Our work on Alzheimer's disease focuses on the genetics and biology of molecules that have been implicated in the pathogenesis of this disease. We have isolated the gene for the Alzheimer amyloid protein precursor which is on chromosome 21 and is very likely the key player in the death of nerve cells in Alzheimer's disease. We are using an array of genetic techniques to define the genetic events that lead to the profound neurodegeneration displayed in Alzheimer's disease. In addition, we developed an in vivo animal model for Alzheimer's disease that is based on our finding that the carboxyterminal 100 amino acids of the amyloid protein precursor (C100) is neurotoxic. Transgenic mice expressing this carboxyterminal fragment of the amyloid protein precursor in the brain display amyloid deposition, synaptic degeneration, and cognitive impairment, all of which are characteristic of Alzheimer's disease. Most recently, we have identified binding proteins for the C100 fragment that mediates the neurodegeneration caused by C100. Our work with these proteins has established that C100 activates a signal transduction pathway that causes entry of neurons into the cell cycle and their subsequent death by apoptosis. This probably is the means by which neurons die in Alzheimer's disease.

Key words: Alzheimer's disease, amyloid, neurodegeneration, molecular biology.

Grant Support: NINDS: RO1 NS28965, Molecular Biology of Alzheimer Disease Neurodegeneration. Awards: Metropolitan Life Foundation, Johnson & Johnson Focused Giving Award.

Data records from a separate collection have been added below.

//! Deterministic offline transport used when mock mode is enabled.

use std::time::Duration;

use async_trait::async_trait;
use futures::stream::StreamExt;

use crate::chat::{ChatTransport, FragmentStream, Prompt};
use crate::error::ChatError;
use crate::image::{GeneratedImage, ImagePrompt};

/// Canned reply streamed word-by-word when no custom reply is configured.
const CANNED_REPLY: &str = "Lorem ipsum dolor sit amet consectetur adipisicing elit. \
    Maxime mollitia, molestiae quas vel sint commodi repudiandae consequuntur \
    voluptatum laborum numquam blanditiis harum quisquam eius sed odit fugiat \
    iusto fuga praesentium optio, eaque rerum!";

/// Placeholder reference returned by mock image generation.
const CANNED_IMAGE_URL: &str = "https://example.com/mock-image.png";

/// Offline transport that substitutes canned data for the remote API.
///
/// Satisfies the same contract as the remote transport: fragments arrive
/// word-by-word (each word keeps a trailing space), paced by the configured
/// delay, and dropping the stream breaks the loop.
#[derive(Debug, Clone)]
pub struct MockTransport {
    reply: String,
    interval: Duration,
}

impl MockTransport {
    /// Creates a mock with the built-in canned reply.
    pub fn new(interval_ms: u64) -> Self {
        Self::with_reply(CANNED_REPLY, interval_ms)
    }

    /// Creates a mock that streams `reply` instead of the built-in text.
    pub fn with_reply(reply: impl Into<String>, interval_ms: u64) -> Self {
        Self {
            reply: reply.into(),
            interval: Duration::from_millis(interval_ms),
        }
    }
}

#[async_trait]
impl ChatTransport for MockTransport {
    async fn chat_stream(&self, _prompt: &Prompt) -> Result<FragmentStream, ChatError> {
        let words: Vec<String> = self
            .reply
            .split_whitespace()
            .map(|word| format!("{word} "))
            .collect();
        let interval = self.interval;

        let stream = futures::stream::iter(words).then(move |word| async move {
            tokio::time::sleep(interval).await;
            Ok::<String, ChatError>(word)
        });

        Ok(Box::pin(stream))
    }

    async fn generate_images(
        &self,
        prompt: &ImagePrompt,
    ) -> Result<Vec<GeneratedImage>, ChatError> {
        tokio::time::sleep(self.interval).await;
        Ok(vec![
            GeneratedImage::Url(CANNED_IMAGE_URL.to_string());
            prompt.count() as usize
        ])
    }
}
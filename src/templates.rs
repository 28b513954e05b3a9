//! Prompt templates applied to user input before it is sent.

use serde::{Deserialize, Serialize};

/// Placeholder substituted with the user's message when a template renders.
pub const MESSAGE_PLACEHOLDER: &str = "{{message}}";

/// A reusable prompt wrapper.
#[derive(Debug, Clone, PartialEq, Eq, Serialize, Deserialize)]
pub struct Template {
    pub name: String,
    /// Template body containing [`MESSAGE_PLACEHOLDER`].
    pub template: String,
    /// Sample input shown alongside the template.
    pub example: String,
}

impl Template {
    pub fn new(
        name: impl Into<String>,
        template: impl Into<String>,
        example: impl Into<String>,
    ) -> Self {
        Self {
            name: name.into(),
            template: template.into(),
            example: example.into(),
        }
    }

    /// Renders `message` into the template body.
    ///
    /// Every placeholder occurrence is substituted. A template without a
    /// placeholder renders the message unchanged.
    pub fn render(&self, message: &str) -> String {
        if !self.template.contains(MESSAGE_PLACEHOLDER) {
            log::warn!(
                "template {:?} has no {MESSAGE_PLACEHOLDER} placeholder",
                self.name
            );
            return message.to_string();
        }
        self.template.replace(MESSAGE_PLACEHOLDER, message)
    }
}
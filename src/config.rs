//! Application configuration, loaded once at process start.

use std::path::{Path, PathBuf};

use serde::{Deserialize, Serialize};

use crate::chat::DEFAULT_MODEL;
use crate::error::ChatError;
use crate::image::{ImageFormat, ImageSize};

/// Delay between canned fragments when mock mode does not configure one.
pub const DEFAULT_MOCK_INTERVAL_MS: u64 = 100;

const DEFAULT_TEMPERATURE: f32 = 1.0;
const DEFAULT_IMAGE_COUNT: u8 = 1;

/// Mock-mode selection. Read once at startup; the chosen transport does not
/// change for the lifetime of the process.
#[derive(Debug, Clone, Serialize, Deserialize)]
#[serde(default)]
pub struct MockConfig {
    /// Substitute the canned offline transport for the remote API.
    pub enabled: bool,
    /// Artificial delay between canned fragments, in milliseconds.
    pub interval_ms: u64,
    /// Overrides the built-in canned reply.
    pub reply: Option<String>,
}

impl Default for MockConfig {
    fn default() -> Self {
        Self {
            enabled: false,
            interval_ms: DEFAULT_MOCK_INTERVAL_MS,
            reply: None,
        }
    }
}

/// Chat generation defaults.
#[derive(Debug, Clone, Serialize, Deserialize)]
#[serde(default)]
pub struct ChatConfig {
    pub model: String,
    pub temperature: f32,
    /// Include the full conversation history in each prompt.
    pub remember_context: bool,
    /// System entry prepended to every prompt.
    pub system: Option<String>,
}

impl Default for ChatConfig {
    fn default() -> Self {
        Self {
            model: DEFAULT_MODEL.to_string(),
            temperature: DEFAULT_TEMPERATURE,
            remember_context: true,
            system: None,
        }
    }
}

/// Image generation defaults.
#[derive(Debug, Clone, Serialize, Deserialize)]
#[serde(default)]
pub struct ImageConfig {
    pub count: u8,
    pub size: ImageSize,
    pub format: ImageFormat,
}

impl Default for ImageConfig {
    fn default() -> Self {
        Self {
            count: DEFAULT_IMAGE_COUNT,
            size: ImageSize::default(),
            format: ImageFormat::default(),
        }
    }
}

/// Remote endpoint settings.
#[derive(Debug, Clone, Default, Serialize, Deserialize)]
#[serde(default)]
pub struct ApiConfig {
    /// Base URL of the OpenAI-compatible endpoint.
    pub base_url: Option<String>,
    /// Request timeout in seconds.
    pub timeout_seconds: Option<u64>,
}

/// Top-level configuration.
#[derive(Debug, Clone, Default, Serialize, Deserialize)]
#[serde(default)]
pub struct AppConfig {
    pub mock: MockConfig,
    pub chat: ChatConfig,
    pub image: ImageConfig,
    pub api: ApiConfig,
}

impl AppConfig {
    /// Default config file path (`~/.sidechat/config.toml`).
    pub fn default_path() -> Option<PathBuf> {
        dirs::home_dir().map(|home| home.join(".sidechat").join("config.toml"))
    }

    /// Loads the file at `path`. A missing file yields defaults; a file
    /// that fails to parse is an error, not a silent fallback.
    pub fn load(path: &Path) -> Result<Self, ChatError> {
        match std::fs::read_to_string(path) {
            Ok(contents) => toml::from_str(&contents)
                .map_err(|err| ChatError::InvalidRequest(format!("Invalid config file: {err}"))),
            Err(err) if err.kind() == std::io::ErrorKind::NotFound => {
                log::debug!("no config file at {}, using defaults", path.display());
                Ok(Self::default())
            }
            Err(err) => Err(err.into()),
        }
    }

    /// Writes the configuration to `path`, creating parent directories.
    pub fn save(&self, path: &Path) -> Result<(), ChatError> {
        if let Some(parent) = path.parent() {
            std::fs::create_dir_all(parent)?;
        }
        let contents = toml::to_string_pretty(self)
            .map_err(|err| ChatError::Generic(format!("Failed to encode config: {err}")))?;
        std::fs::write(path, contents)?;
        Ok(())
    }
}

#[cfg(test)]
mod tests {
    use super::*;

    #[test]
    fn missing_file_yields_defaults() {
        let dir = tempfile::tempdir().unwrap();
        let config = AppConfig::load(&dir.path().join("absent.toml")).unwrap();
        assert!(!config.mock.enabled);
        assert_eq!(config.chat.model, DEFAULT_MODEL);
        assert!(config.chat.remember_context);
    }

    #[test]
    fn partial_file_fills_in_defaults() {
        let dir = tempfile::tempdir().unwrap();
        let path = dir.path().join("config.toml");
        std::fs::write(
            &path,
            concat!(
                "[mock]\n",
                "enabled = true\n",
                "interval_ms = 0\n",
                "\n",
                "[image]\n",
                "size = \"1024x1024\"\n",
            ),
        )
        .unwrap();

        let config = AppConfig::load(&path).unwrap();
        assert!(config.mock.enabled);
        assert_eq!(config.mock.interval_ms, 0);
        assert_eq!(config.image.size, ImageSize::Large);
        assert_eq!(config.image.count, 1);
        assert_eq!(config.chat.temperature, 1.0);
    }

    #[test]
    fn invalid_file_is_an_error() {
        let dir = tempfile::tempdir().unwrap();
        let path = dir.path().join("config.toml");
        std::fs::write(&path, "mock = \"not a table\"").unwrap();
        assert!(AppConfig::load(&path).is_err());
    }

    #[test]
    fn save_load_roundtrip() {
        let dir = tempfile::tempdir().unwrap();
        let path = dir.path().join("nested").join("config.toml");

        let mut config = AppConfig::default();
        config.mock.enabled = true;
        config.api.base_url = Some("http://localhost:8080/v1".to_string());
        config.save(&path).unwrap();

        let loaded = AppConfig::load(&path).unwrap();
        assert!(loaded.mock.enabled);
        assert_eq!(
            loaded.api.base_url.as_deref(),
            Some("http://localhost:8080/v1")
        );
    }
}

Project Site: Department of Psychiatry: Molecular Neurogenetics Laboratory, McLean Hospital.

Project Director and Contact Person: R.L. Neve, Molecular Neurogenetics Laboratory, McLean Hospital, 115 Mill St., Belmont, MA 02115. Tel: (617) 855-2413. FAX: (617) 855-3793.

Training Opportunities: Currently two postdoctoral fellows are in our laboratory. One postdoctoral position is available.

Tanzi RE, Gusella JF, Watkins PC, Bruns GAP, St. George-Hyslop P, Van Keuren M, Patterson D, Pagan S, Kurnit DM, Neve RL. The amyloid b protein gene: cDNA cloning, mRNA distribution, and genetic linkage near the Alzheimer locus. Science 1987; 235:880-884.

Yankner BA, Dawes LR, Fisher S, Villa-Komaroff L, Oster-Granite ML, Neve RL. Neurotoxocity of a fragment of the amyloid precursor associated with Alzheimer's disease. Science 1989; 245: 417-420.

Kammesheidt A, Boyce FM, Spanoyannis AF, Cummings BJ, Ortegon M, Cotman CW, Vaught JL, Neve RL. Amyloid deposition and neuronal pathology in transgenic mice expressing the carboxyterminal fragment of the Alzheimer amyloid precursor in the brain. Proc Natl Acad Sci USA, 1992; 89:10857-10861.

Chen Y, McPhie DL, Hirschberg J, Neve RL. The amyloid precursor protein-binding protein APP-BP1 drives the cell cycle through the S-M checkpoint and causes apoptosis in neurons. J Biol Chem 2000; 275:8929-8935.

McPhie DL, Golde T, Eckman CB, Yager D, Younkin SG, Neve RL. The b -secretase cleavage product of the amyloid precursor protein mediates neuronal apoptosis caused by familial Alzheimer's disease mutations. Mol Brain Res 2001; 97:103-113.